【完】山崎さんちのすすむくん
「……や、俺の方こそ中々来てやれんくてすまんな」
移転やなんやは正直言い訳や。
だって、俺自身どないしてええかよぅわからへんかった。
考えても考えても整理なんてつかへんし、余計ぐちゃぐちゃするし。
そら過去に囚われ過ぎんようにしよとは思たけど、でもす、すすっ、……好きや、とかそーゆぅんはまだ……
「私、あれからずっと考えてたんです。……で、やっぱり私、烝さんが好きだなって思って」
ようわからんかってんけど。
おっ、お主結構ぺろっと言いよるなっ!
「……でも、私はこの時代の人間じゃないし、烝さんだってその、奥さんがいるし、正直、どうしたいとかはその、よく……わかんなくて」
音をたてて吹き抜ける風に片手で羽織を、もう片方で髪を押さえながら夕美は背を丸め、足許を見つめている。

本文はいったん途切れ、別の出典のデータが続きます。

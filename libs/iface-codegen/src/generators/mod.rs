//! Code generators for interface models
//!
//! Each target binding has its own module that implements the `Generator` trait.

pub mod cpp;
mod writer;

pub use writer::CodeWriter;

use crate::ir::Interface;
use crate::Result;

/// Trait that all binding generators must implement
pub trait Generator {
    /// The output type of this generator
    type Output;

    /// Generate code from the interface model
    fn generate(&self, iface: &Interface) -> Result<Self::Output>;
}

/// Line prepended to every spliced document.
pub const DEFAULT_HEADER: &str = "// This file is auto-generated, do not edit.";

/// Configuration options for code generation
#[derive(Debug, Clone)]
pub struct GeneratorConfig {
    /// String repeated once per indentation level
    pub indent_unit: String,
    /// Header line written before the template document
    pub header: String,
    /// Check every function signature against the template catalog before rendering
    pub validate_catalog: bool,
}

impl Default for GeneratorConfig {
    fn default() -> Self {
        Self {
            indent_unit: "\t".to_string(),
            header: DEFAULT_HEADER.to_string(),
            validate_catalog: true,
        }
    }
}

どこか憂いたその表情が、いつもよりそれを大人びて見せた。
二十歳の、一人の女子に。
思わずハッと息を飲んでそれを眺めていれば、夕美はゆっくりと俺の方へと顔を向け、頼りなさげに笑った。
「だからその、烝さんは今まで通りでいいんで、普通に会って欲しいんです」
……そぉか、あれ以来俺が顔出すん避けとったさかい不安、やってんな。
此処で唯一事情を知る俺が離れてまうんやないかって。
せやから今日……。
その心細さが伝わってくると、無性に申し訳ない気持ちが湧き上がる。